PROBLEM TO SOLVE:
Copy all the lines of the data that include the word "self".

------ SUPPLIED ENTRIES ------

//! Intel HEX codec for word-oriented PIC memory
//!
//! Records are the standard `:LLAAAATT<data>CC` lines. Data payloads are
//! little-endian word pairs at even byte addresses; the word address is the
//! byte address divided by two.
//!
//! - [`parse`] turns hex text into a [`SparseMemoryStore`](crate::memory::SparseMemoryStore)
//! - [`HexWriter`] turns a [`HexImage`](crate::image::HexImage) back into hex text

mod parser;
mod writer;

pub use parser::parse;
pub use writer::HexWriter;

/// Data record
pub const RECORD_DATA: u8 = 0x00;
/// End Of File record
pub const RECORD_EOF: u8 = 0x01;
/// Extended Segment Address record (base = value << 4)
pub const RECORD_EXTENDED_SEGMENT_ADDRESS: u8 = 0x02;
/// Start Segment Address record (ignored)
pub const RECORD_START_SEGMENT_ADDRESS: u8 = 0x03;
/// Extended Linear Address record (base = value << 16)
pub const RECORD_EXTENDED_LINEAR_ADDRESS: u8 = 0x04;
/// Start Linear Address record (ignored)
pub const RECORD_START_LINEAR_ADDRESS: u8 = 0x05;

/// The terminating End Of File line
pub const EOF_LINE: &str = ":00000001FF\n";

/// Maximum number of words per data record on output
pub const WORDS_PER_LINE: u32 = 8;

/// Output flavour of the hex file
#[derive(Debug, Clone, Copy, PartialEq, Eq, Default)]
pub enum HexFormat {
    /// Pick from the device: 32-bit addressing for 16-bit program words,
    /// segment addressing otherwise
    #[default]
    Auto,
    /// 8-bit merged format, no extended address records
    Ihx8m,
    /// Extended Segment Address records below 1M
    Ihx16,
    /// Extended Linear Address records only
    Ihx32,
}

impl HexFormat {
    /// Resolve [`HexFormat::Auto`] against the program word width
    pub fn effective(self, program_bits: u32) -> HexFormat {
        match self {
            HexFormat::Auto if program_bits == 16 => HexFormat::Ihx32,
            other => other,
        }
    }
}

/// Two's complement of the low byte of the byte sum
///
/// Appending this to `bytes` makes the whole record sum to zero mod 256.
pub fn checksum(bytes: &[u8]) -> u8 {
    bytes
        .iter()
        .fold(0u8, |acc, &b| acc.wrapping_add(b))
        .wrapping_neg()
}
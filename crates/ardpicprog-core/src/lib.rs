//! ardpicprog-core - Core library for PIC programmer images
//!
//! This crate holds everything about a PIC device's memory that does not
//! depend on talking to a programmer: address ranges, device parameters,
//! sparse word storage and the Intel HEX codec. It is `no_std` compatible
//! and only needs `alloc`.
//!
//! # Features
//!
//! - `std` - Implement `std::error::Error` for [`FormatError`]
//!
//! # Example
//!
//! ```ignore
//! use std::sync::Arc;
//! use ardpicprog_core::{DeviceProfile, HexFormat, HexImage};
//!
//! let profile = Arc::new(DeviceProfile::from_details(&details)?);
//! let image = HexImage::load(profile, HexFormat::Auto, &text)?;
//! print!("{}", image.save(true));
//! ```

#![no_std]
#![warn(missing_docs)]
#![warn(rust_2018_idioms)]

extern crate alloc;

#[cfg(feature = "std")]
extern crate std;

pub mod device;
pub mod error;
pub mod hex;
pub mod image;
pub mod memory;
pub mod range;

pub use device::{AreaKind, DeviceDetails, DeviceProfile, MemoryArea};
pub use error::{FormatError, FormatSource, Result};
pub use hex::HexFormat;
pub use image::HexImage;
pub use memory::{SparseMemoryStore, WordSink, WordSource};
pub use range::AddressRange;
//! Whole-device operations
//!
//! These walk the device areas in a fixed order: program memory, data
//! memory, then id words and fuses. Data goes before fuses because a fuse
//! write can turn on data protection, which would then block verifying the
//! data write. Areas with an empty range are skipped.

use std::sync::Arc;

use ardpicprog_core::{AddressRange, AreaKind, DeviceProfile, HexImage, WordSource};

use crate::error::{Error, Result};
use crate::session::ProgrammerSession;
use crate::transport::Transport;

/// Resolve the device in the socket and parse its parameters
pub fn resolve_device<T: Transport>(
    session: &mut ProgrammerSession<T>,
    requested: &str,
) -> Result<Arc<DeviceProfile>> {
    let details = session.init_device(requested)?;
    let profile = DeviceProfile::from_details(&details)?;
    log::debug!(
        "Device {}: program {}, config {}, data {}, reserved {}",
        profile.device_name(),
        profile.program_range(),
        profile.config_range(),
        profile.data_range(),
        profile.reserved_range()
    );
    Ok(Arc::new(profile))
}

/// Replace the contents of `image` with the device's memory
pub fn read_image<T: Transport>(
    session: &mut ProgrammerSession<T>,
    image: &mut HexImage,
) -> Result<()> {
    image.words_mut().clear();
    let areas = image.profile().areas();
    for area in areas {
        let desc = area.kind.description();
        if area.range.is_empty() {
            log::info!("Skipped reading {}", desc);
            continue;
        }
        log::info!("Reading {}", desc);
        image
            .words_mut()
            .read_from(&mut session.source(), area.range)?;
    }
    Ok(())
}

/// Program range actually written
///
/// Unless calibration is forced, the reserved words at the end of program
/// memory are left out so the device keeps its own calibration.
pub fn program_write_range(profile: &DeviceProfile, force_calibration: bool) -> AddressRange {
    let program = profile.program_range();
    let reserved = profile.reserved_range();
    if force_calibration || reserved.is_empty() {
        program
    } else {
        AddressRange::new(program.start(), program.post().min(reserved.start()))
    }
}

/// Burn every defined word of `image` into the device
///
/// Returns the total number of words written.
pub fn write_image<T: Transport>(
    session: &mut ProgrammerSession<T>,
    image: &HexImage,
    force_calibration: bool,
) -> Result<usize> {
    let profile = image.profile();
    let mut total = 0;
    for area in profile.areas() {
        let desc = area.kind.description();
        if area.range.is_empty() {
            log::info!("Skipped burning {}", desc);
            continue;
        }
        let range = match area.kind {
            AreaKind::Program => program_write_range(profile, force_calibration),
            _ => area.range,
        };
        log::info!("Burning {}", desc);
        let count = image
            .words()
            .write_to(&mut session.sink(force_calibration), range)?;
        log::info!("{} location{}", count, if count == 1 { "" } else { "s" });
        total += count;
    }
    Ok(total)
}

/// Check whether every area of the device reads as erased
///
/// Stops at the first area that is not blank.
pub fn blank_check<T: Transport>(
    session: &mut ProgrammerSession<T>,
    profile: &DeviceProfile,
) -> Result<bool> {
    for area in profile.areas() {
        let desc = area.kind.description();
        if area.range.is_empty() {
            log::info!("Skipped blank checking {}", desc);
            continue;
        }
        log::info!("Blank checking {}", desc);
        let mut words = vec![0u16; area.range.len()];
        session.source().read_words(area.range, &mut words)?;
        if !profile.all_full_words(area.range.start(), &words) {
            log::info!("Looks non-blank");
            return Ok(false);
        }
        log::info!("Looks blank");
    }
    Ok(true)
}

/// Bulk erase the device
///
/// With `force_calibration` the calibration words are erased too, which is
/// only allowed when `image` carries calibration data to restore them from.
pub fn erase<T: Transport>(
    session: &mut ProgrammerSession<T>,
    image: Option<&HexImage>,
    force_calibration: bool,
) -> Result<()> {
    if force_calibration && !image.is_some_and(HexImage::can_force_calibration) {
        return Err(Error::Precondition(
            "Calibration data missing from input".into(),
        ));
    }
    log::info!("Erasing and removing code protection");
    session.erase(force_calibration)
}

#[cfg(test)]
mod tests {
    use super::*;
    use crate::session::tests::MockTransport;
    use ardpicprog_core::{DeviceDetails, HexFormat};

    fn profile(pairs: &[(&str, &str)]) -> Arc<DeviceProfile> {
        let details: DeviceDetails = pairs
            .iter()
            .map(|(k, v)| (k.to_string(), v.to_string()))
            .collect();
        Arc::new(DeviceProfile::from_details(&details).unwrap())
    }

    fn session(replies: &[&[u8]]) -> ProgrammerSession<MockTransport> {
        let mut all: Vec<&[u8]> = vec![b"ProgramPIC 1.0\n"];
        all.extend_from_slice(replies);
        let mut session = ProgrammerSession::connect(MockTransport::new(&all)).unwrap();
        session.transport_mut().written.clear();
        session
    }

    #[test]
    fn test_program_write_range_preserves_calibration() {
        let p = profile(&[("ProgramRange", "0000-03FF"), ("ReservedRange", "03FF-03FF")]);
        assert_eq!(program_write_range(&p, false), AddressRange::new(0, 0x3FF));
        assert_eq!(program_write_range(&p, true), AddressRange::new(0, 0x400));

        let p = profile(&[("ProgramRange", "0000-03FF")]);
        assert_eq!(program_write_range(&p, false), AddressRange::new(0, 0x400));
    }

    #[test]
    fn test_erase_force_needs_calibration_data() {
        let p = profile(&[("ProgramRange", "0000-03FF"), ("ReservedRange", "03FF-03FF")]);
        let mut image = HexImage::new(p, HexFormat::Auto);
        let mut session = session(&[b"OK\n"]);

        let err = erase(&mut session, Some(&image), true).unwrap_err();
        assert!(matches!(err, Error::Precondition(_)));
        let err = erase(&mut session, None, true).unwrap_err();
        assert!(matches!(err, Error::Precondition(_)));
        assert!(session.transport().written.is_empty());

        image.words_mut().set(0x3FF, 0x3480);
        erase(&mut session, Some(&image), true).unwrap();
        assert_eq!(session.transport().written_str(), "ERASE NOPRESERVE\n");
    }

    #[test]
    fn test_blank_check_stops_at_first_dirty_area() {
        let p = profile(&[
            ("ProgramRange", "0000-0001"),
            ("DataRange", "2100-2101"),
            ("ConfigRange", "2000-2000"),
        ]);
        // Program reads blank, data does not
        let mut session = session(&[
            b"OK\n\x04\xFF\x3F\xFF\x3F\x00",
            b"OK\n\x04\xFF\x00\x12\x00\x00",
        ]);
        assert!(!blank_check(&mut session, &p).unwrap());
        assert_eq!(
            session.transport().written_str(),
            "READBIN 0000-0001\nREADBIN 2100-2101\n"
        );
    }

    #[test]
    fn test_write_image_skips_reserved_words() {
        let p = profile(&[
            ("ProgramRange", "0000-0003"),
            ("ReservedRange", "0003-0003"),
            ("ConfigRange", "2000-1FFF"),
            ("DataRange", "2100-20FF"),
        ]);
        let mut image = HexImage::new(p, HexFormat::Auto);
        image.words_mut().set_words(0, &[1, 2, 3, 0x3480]);
        let mut session = session(&[b"OK\n", b"OK\n", b"OK\n"]);

        let count = write_image(&mut session, &image, false).unwrap();
        assert_eq!(count, 3);
        let written = &session.transport().written;
        let header = b"WRITEBIN 0000\n";
        assert_eq!(&written[..header.len()], header);
        assert_eq!(&written[header.len()..], &[6, 1, 0, 2, 0, 3, 0, 0]);
    }
}
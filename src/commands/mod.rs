//! CLI command implementations
//!
//! Each command opens the programmer (except `copy`), resolves the device
//! in the socket and then drives the whole-device operations from
//! `ardpicprog_serial::operations`.

mod erase;
mod list;
mod probe;
mod read;
mod write;

pub use erase::{run_blank_check, run_erase};
pub use list::run_list_devices;
pub use probe::run_info;
pub use read::{run_copy, run_read};
pub use write::{run_write, WriteOptions};

use std::fs;
use std::path::Path;
use std::sync::Arc;
use std::time::Duration;

use ardpicprog_core::{DeviceProfile, HexFormat, HexImage};
use indicatif::{ProgressBar, ProgressStyle};

use crate::CliError;

/// Read and parse a hex file for `profile`
fn load_image(
    path: &Path,
    profile: Arc<DeviceProfile>,
    format: HexFormat,
) -> Result<HexImage, CliError> {
    let text = fs::read_to_string(path).map_err(|source| CliError::File {
        path: path.to_path_buf(),
        source,
    })?;
    let image = HexImage::load(profile, format, &text)?;
    log::debug!(
        "Loaded {} word(s) from {}",
        image.words().word_count(),
        path.display()
    );
    Ok(image)
}

/// Write hex text to `path`
fn save_text(path: &Path, text: &str) -> Result<(), CliError> {
    fs::write(path, text).map_err(|source| CliError::File {
        path: path.to_path_buf(),
        source,
    })
}

/// Spinner for operations that report no incremental progress
fn spinner(message: &str) -> Result<ProgressBar, CliError> {
    let pb = ProgressBar::new_spinner();
    pb.set_style(ProgressStyle::default_spinner().template("{spinner:.green} {msg}")?);
    pb.set_message(message.to_string());
    pb.enable_steady_tick(Duration::from_millis(100));
    Ok(pb)
}
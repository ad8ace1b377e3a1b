//! LVM logical volume backend.
//!
//! Like [`crate::backends::zfs`], provisioning is left to `lvcreate`/`lvremove`; this backend
//! only classifies `/dev/<vg>/<lv>` sources.

use std::path::Path;

use crate::backend::{Backend, CloneContext};
use crate::error::{BdevError, Result};
use crate::handle::{BackendHandle, BackendKind};
use crate::source::Source;
use crate::specs::{BackendSpecs, Capabilities};

/// The `lvm` backend.
pub struct Lvm;

impl Backend for Lvm {
	fn kind(&self) -> BackendKind {
		BackendKind::Lvm
	}

	fn capabilities(&self) -> Capabilities {
		Capabilities { can_snapshot: true, can_backup: false }
	}

	fn detect(&self, source: &str) -> bool {
		Source::parse_lvm(source).is_some()
	}

	fn mount(&self, _handle: &mut BackendHandle) -> Result<()> {
		Err(BdevError::Unsupported("lvm mount is not implemented"))
	}

	fn umount(&self, _handle: &mut BackendHandle) -> Result<()> {
		Err(BdevError::Unsupported("lvm umount is not implemented"))
	}

	fn create(&self, _handle: &mut BackendHandle, _dest: &Path, _name: &str, _specs: &BackendSpecs) -> Result<()> {
		Err(BdevError::Unsupported("lvm create is not implemented"))
	}

	fn clone_paths(&self, _orig: &BackendHandle, _new: &mut BackendHandle, _ctx: &CloneContext) -> Result<()> {
		Err(BdevError::Unsupported("lvm clone_paths is not implemented"))
	}

	fn destroy(&self, _handle: &BackendHandle) -> Result<()> {
		Err(BdevError::Unsupported("lvm destroy is not implemented"))
	}
}

#[test]
fn test_lvm_detect() {
	let l = Lvm;
	assert!(l.detect("/dev/lxc/c1"));
	assert!(!l.detect("/dev/rbd/lxc/c1"));
}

------

REPLY TO THE EXERCISE:
    pub fn effective(self, program_bits: u32) -> HexFormat {
        match self {
	fn kind(&self) -> BackendKind {
	fn capabilities(&self) -> Capabilities {
	fn detect(&self, source: &str) -> bool {
	fn mount(&self, _handle: &mut BackendHandle) -> Result<()> {
	fn umount(&self, _handle: &mut BackendHandle) -> Result<()> {
	fn create(&self, _handle: &mut BackendHandle, _dest: &Path, _name: &str, _specs: &BackendSpecs) -> Result<()> {
	fn clone_paths(&self, _orig: &BackendHandle, _new: &mut BackendHandle, _ctx: &CloneContext) -> Result<()> {
	fn destroy(&self, _handle: &BackendHandle) -> Result<()> {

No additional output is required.